▼▼▼

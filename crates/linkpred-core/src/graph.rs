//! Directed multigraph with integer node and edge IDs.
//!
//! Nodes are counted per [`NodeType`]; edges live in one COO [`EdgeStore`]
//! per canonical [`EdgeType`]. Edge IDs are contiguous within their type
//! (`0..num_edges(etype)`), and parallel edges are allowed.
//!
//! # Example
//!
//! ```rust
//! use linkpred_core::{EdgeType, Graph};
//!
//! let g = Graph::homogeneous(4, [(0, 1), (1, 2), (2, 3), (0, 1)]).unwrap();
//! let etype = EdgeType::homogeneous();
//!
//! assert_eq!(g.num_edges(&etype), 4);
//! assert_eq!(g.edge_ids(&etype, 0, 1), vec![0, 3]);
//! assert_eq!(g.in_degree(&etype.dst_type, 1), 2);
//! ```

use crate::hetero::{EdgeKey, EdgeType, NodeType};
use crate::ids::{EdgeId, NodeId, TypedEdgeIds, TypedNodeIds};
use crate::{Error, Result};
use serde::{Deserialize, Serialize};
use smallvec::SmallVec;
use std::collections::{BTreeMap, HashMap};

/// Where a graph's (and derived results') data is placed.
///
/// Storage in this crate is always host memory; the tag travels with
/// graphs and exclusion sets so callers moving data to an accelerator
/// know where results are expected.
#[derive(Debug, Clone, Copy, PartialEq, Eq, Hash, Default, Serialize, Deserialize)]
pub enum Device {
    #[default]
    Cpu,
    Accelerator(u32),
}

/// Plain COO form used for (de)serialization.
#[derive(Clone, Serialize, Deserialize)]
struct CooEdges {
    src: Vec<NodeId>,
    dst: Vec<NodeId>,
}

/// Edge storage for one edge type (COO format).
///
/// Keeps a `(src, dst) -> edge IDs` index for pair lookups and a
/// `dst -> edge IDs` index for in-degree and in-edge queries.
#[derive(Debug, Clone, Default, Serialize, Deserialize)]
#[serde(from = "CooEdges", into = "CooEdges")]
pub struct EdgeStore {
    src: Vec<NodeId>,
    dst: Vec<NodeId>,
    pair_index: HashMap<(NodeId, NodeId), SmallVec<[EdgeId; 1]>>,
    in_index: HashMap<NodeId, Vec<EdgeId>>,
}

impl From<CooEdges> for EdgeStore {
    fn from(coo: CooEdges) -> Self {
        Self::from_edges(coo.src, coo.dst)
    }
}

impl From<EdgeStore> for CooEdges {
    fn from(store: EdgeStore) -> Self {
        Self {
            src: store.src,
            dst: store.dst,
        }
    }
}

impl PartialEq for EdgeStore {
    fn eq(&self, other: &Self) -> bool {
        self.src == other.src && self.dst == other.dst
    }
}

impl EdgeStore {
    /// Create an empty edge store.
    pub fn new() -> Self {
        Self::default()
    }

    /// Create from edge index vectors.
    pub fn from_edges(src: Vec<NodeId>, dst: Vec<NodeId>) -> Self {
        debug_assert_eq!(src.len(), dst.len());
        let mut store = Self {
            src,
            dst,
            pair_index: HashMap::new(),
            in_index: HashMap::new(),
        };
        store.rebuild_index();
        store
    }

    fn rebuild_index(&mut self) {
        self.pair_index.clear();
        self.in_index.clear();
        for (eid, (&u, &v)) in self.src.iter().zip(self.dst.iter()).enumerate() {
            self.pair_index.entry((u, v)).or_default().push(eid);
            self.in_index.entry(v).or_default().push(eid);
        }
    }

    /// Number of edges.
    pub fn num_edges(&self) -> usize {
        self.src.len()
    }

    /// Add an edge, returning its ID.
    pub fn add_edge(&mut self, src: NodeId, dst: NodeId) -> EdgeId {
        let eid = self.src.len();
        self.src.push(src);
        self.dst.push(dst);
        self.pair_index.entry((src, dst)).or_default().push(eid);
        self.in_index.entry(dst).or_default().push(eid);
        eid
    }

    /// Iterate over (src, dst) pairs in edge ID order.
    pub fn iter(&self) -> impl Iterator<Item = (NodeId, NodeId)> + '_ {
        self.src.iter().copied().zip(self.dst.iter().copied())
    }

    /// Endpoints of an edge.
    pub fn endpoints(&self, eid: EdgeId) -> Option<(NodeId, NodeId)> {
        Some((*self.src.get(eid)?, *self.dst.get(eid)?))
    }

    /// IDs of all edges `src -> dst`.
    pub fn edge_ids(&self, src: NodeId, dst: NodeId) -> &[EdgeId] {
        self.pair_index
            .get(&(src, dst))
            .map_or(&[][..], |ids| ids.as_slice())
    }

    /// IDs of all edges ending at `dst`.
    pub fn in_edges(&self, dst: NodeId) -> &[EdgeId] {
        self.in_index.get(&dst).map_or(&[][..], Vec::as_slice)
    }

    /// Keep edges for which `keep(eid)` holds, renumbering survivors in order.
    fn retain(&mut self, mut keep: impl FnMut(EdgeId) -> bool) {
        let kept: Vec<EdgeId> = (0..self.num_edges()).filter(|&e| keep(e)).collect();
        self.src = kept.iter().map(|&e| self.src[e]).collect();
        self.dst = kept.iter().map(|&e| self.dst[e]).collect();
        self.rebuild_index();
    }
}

▲▲▲

* **Prompt**: Set down verbatim only the lines between the start of the data above and the line with "use smallvec::SmallVec;", both boundaries included.

* **Answer box**:
filename crates/linkpred-core/src/graph.rs
//! Directed multigraph with integer node and edge IDs.
//!
//! Nodes are counted per [`NodeType`]; edges live in one COO [`EdgeStore`]
//! per canonical [`EdgeType`]. Edge IDs are contiguous within their type
//! (`0..num_edges(etype)`), and parallel edges are allowed.
//!
//! # Example
//!
//! ```rust
//! use linkpred_core::{EdgeType, Graph};
//!
//! let g = Graph::homogeneous(4, [(0, 1), (1, 2), (2, 3), (0, 1)]).unwrap();
//! let etype = EdgeType::homogeneous();
//!
//! assert_eq!(g.num_edges(&etype), 4);
//! assert_eq!(g.edge_ids(&etype, 0, 1), vec![0, 3]);
//! assert_eq!(g.in_degree(&etype.dst_type, 1), 2);
//! ```

use crate::hetero::{EdgeKey, EdgeType, NodeType};
use crate::ids::{EdgeId, NodeId, TypedEdgeIds, TypedNodeIds};
use crate::{Error, Result};
use serde::{Deserialize, Serialize};
use smallvec::SmallVec;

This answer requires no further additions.